## [Entries taken from a collection]
++++++++
//! patch2wav binary

// SPDX-FileCopyrightText: © 2023 Marcus Rowe <undisbeliever@gmail.com>
//
// SPDX-License-Identifier: MIT

use synth::data::{load_patch_file, validate_patch_names, UniquePatchList};
use synth::synthesize_patch;

use clap::Parser;

use std::fs;
use std::path::PathBuf;

#[derive(Parser)]
#[command(author, version, about = "console sound patch to wave file compiler")]
#[command(arg_required_else_help = true)]
struct Args {
    #[arg(value_name = "JSON_FILE", help = "patch project json file")]
    input: PathBuf,

    #[arg(
        short = 'p',
        long,
        value_name = "NAME",
        help = "compile a single patch (default: every patch in the file)"
    )]
    patch: Option<String>,

    #[arg(
        short = 'o',
        long,
        value_name = "PATH",
        help = "output wave file (with --patch) or output directory"
    )]
    output: Option<PathBuf>,
}

macro_rules! error {
    ($($arg:tt)*) => {{
        eprintln!($($arg)*);
        std::process::exit(1);
    }};
}

fn main() {
    let args = Args::parse();

    let patches = load_patches(&args.input);

    match args.patch {
        Some(name) => {
            let patch = match patches.get(&name) {
                Some(p) => p,
                None => error!("Unknown patch: {}", name),
            };

            let wav = match synthesize_patch(patch) {
                Ok(wav) => wav,
                Err(why) => error!("Cannot synthesise {}: {}", name, why),
            };

            let out = args
                .output
                .unwrap_or_else(|| PathBuf::from(format!("{}.wav", name)));
            write_wave_file(out, wav);
        }

        None => {
            let out_dir = args.output.unwrap_or_else(|| PathBuf::from("."));

            for (name, patch) in patches.list() {
                let wav = match synthesize_patch(patch) {
                    Ok(wav) => wav,
                    Err(why) => error!("Cannot synthesise {}: {}", name, why),
                };

                write_wave_file(out_dir.join(format!("{}.wav", name)), wav);
            }
        }
    }
}

fn load_patches(path: &std::path::Path) -> UniquePatchList {
    let file = match load_patch_file(path) {
        Ok(f) => f,
        Err(why) => error!("{}", why),
    };

    match validate_patch_names(file) {
        Ok(patches) => patches,
        Err(why) => error!("Cannot load {}:\n{}", path.display(), why),
    }
}

fn write_wave_file(path: PathBuf, data: Vec<u8>) {
    match fs::write(&path, data) {
        Ok(()) => (),
        Err(why) => error!("Error writing {}: {}", path.display(), why),
    }
}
++++++++
## [Task objective]
Each record above should be retyped in full, exactly as shown.

## [Expected answer]
//! patch2wav binary

// SPDX-FileCopyrightText: © 2023 Marcus Rowe <undisbeliever@gmail.com>
//
// SPDX-License-Identifier: MIT

use synth::data::{load_patch_file, validate_patch_names, UniquePatchList};
use synth::synthesize_patch;

use clap::Parser;

use std::fs;
use std::path::PathBuf;

#[derive(Parser)]
#[command(author, version, about = "console sound patch to wave file compiler")]
#[command(arg_required_else_help = true)]
struct Args {
    #[arg(value_name = "JSON_FILE", help = "patch project json file")]
    input: PathBuf,

    #[arg(
        short = 'p',
        long,
        value_name = "NAME",
        help = "compile a single patch (default: every patch in the file)"
    )]
    patch: Option<String>,

    #[arg(
        short = 'o',
        long,
        value_name = "PATH",
        help = "output wave file (with --patch) or output directory"
    )]
    output: Option<PathBuf>,
}

macro_rules! error {
    ($($arg:tt)*) => {{
        eprintln!($($arg)*);
        std::process::exit(1);
    }};
}

fn main() {
    let args = Args::parse();

    let patches = load_patches(&args.input);

    match args.patch {
        Some(name) => {
            let patch = match patches.get(&name) {
                Some(p) => p,
                None => error!("Unknown patch: {}", name),
            };

            let wav = match synthesize_patch(patch) {
                Ok(wav) => wav,
                Err(why) => error!("Cannot synthesise {}: {}", name, why),
            };

            let out = args
                .output
                .unwrap_or_else(|| PathBuf::from(format!("{}.wav", name)));
            write_wave_file(out, wav);
        }

        None => {
            let out_dir = args.output.unwrap_or_else(|| PathBuf::from("."));

            for (name, patch) in patches.list() {
                let wav = match synthesize_patch(patch) {
                    Ok(wav) => wav,
                    Err(why) => error!("Cannot synthesise {}: {}", name, why),
                };

                write_wave_file(out_dir.join(format!("{}.wav", name)), wav);
            }
        }
    }
}

fn load_patches(path: &std::path::Path) -> UniquePatchList {
    let file = match load_patch_file(path) {
        Ok(f) => f,
        Err(why) => error!("{}", why),
    };

    match validate_patch_names(file) {
        Ok(patches) => patches,
        Err(why) => error!("Cannot load {}:\n{}", path.display(), why),
    }
}

fn write_wave_file(path: PathBuf, data: Vec<u8>) {
    match fs::write(&path, data) {
        Ok(()) => (),
        Err(why) => error!("Error writing {}: {}", path.display(), why),
    }
}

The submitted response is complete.